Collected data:
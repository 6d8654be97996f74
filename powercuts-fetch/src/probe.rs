//! Endpoint reachability probe.

use reqwest::StatusCode;
use std::time::{Duration, Instant};
use tracing::debug;

use powercuts_core::consts::REQUEST_TIMEOUT;

use crate::error::HttpError;
use crate::http::HttpClient;

/// How a probe ended.
#[derive(Debug, Clone, PartialEq, Eq)]
pub enum ProbeOutcome {
    /// Endpoint answered 200.
    Reachable,
    /// Endpoint answered with another status.
    BadStatus(u16),
    /// Network failure or timeout.
    Unreachable(String),
    /// Anything else, e.g. an invalid URL.
    Unexpected(String),
}

/// Result of a probe check.
#[derive(Debug, Clone)]
pub struct ProbeResult {
    /// How the probe ended.
    pub outcome: ProbeOutcome,
    /// Response time in milliseconds.
    pub response_time_ms: u64,
    /// Status code, if a response arrived.
    pub status_code: Option<u16>,
}

impl ProbeResult {
    /// Whether the endpoint is usable.
    pub fn success(&self) -> bool {
        self.outcome == ProbeOutcome::Reachable
    }
}

/// A probe for checking endpoint availability.
#[derive(Debug, Clone)]
pub struct Probe {
    /// The URL to probe.
    pub url: String,
    /// Request timeout.
    pub timeout: Duration,
}

impl Probe {
    /// Creates a new probe for the given URL.
    pub fn new(url: impl Into<String>) -> Self {
        Self {
            url: url.into(),
            timeout: REQUEST_TIMEOUT,
        }
    }

    /// Sets the timeout for this probe.
    pub fn with_timeout(mut self, timeout: Duration) -> Self {
        self.timeout = timeout;
        self
    }

    /// Executes the probe and returns the result.
    pub async fn check(&self, client: &HttpClient) -> ProbeResult {
        let start = Instant::now();

        debug!(url = %self.url, "Running probe");

        let result = tokio::time::timeout(self.timeout, client.get(&self.url)).await;
        let response_time_ms = u64::try_from(start.elapsed().as_millis()).unwrap_or(u64::MAX);

        let (outcome, status_code) = match result {
            Ok(Ok(response)) => {
                let status = response.status();
                let outcome = if status == StatusCode::OK {
                    ProbeOutcome::Reachable
                } else {
                    ProbeOutcome::BadStatus(status.as_u16())
                };
                (outcome, Some(status.as_u16()))
            }
            Ok(Err(HttpError::Request(e))) => (ProbeOutcome::Unreachable(e.to_string()), None),
            Ok(Err(e)) => (ProbeOutcome::Unexpected(e.to_string()), None),
            Err(_) => (
                ProbeOutcome::Unreachable(format!(
                    "timed out after {} seconds",
                    self.timeout.as_secs()
                )),
                None,
            ),
        };

        debug!(outcome = ?outcome, response_time_ms, "Probe finished");

        ProbeResult {
            outcome,
            response_time_ms,
            status_code,
        }
    }
}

**Problem description**
Give back exactly the lines above, from the line containing "let start = Instant::now();" through the line containing "let (outcome, status_code)", with both end lines and nothing more.

**Answer section**
        let start = Instant::now();

        debug!(url = %self.url, "Running probe");

        let result = tokio::time::timeout(self.timeout, client.get(&self.url)).await;
        let response_time_ms = u64::try_from(start.elapsed().as_millis()).unwrap_or(u64::MAX);

        let (outcome, status_code) = match result {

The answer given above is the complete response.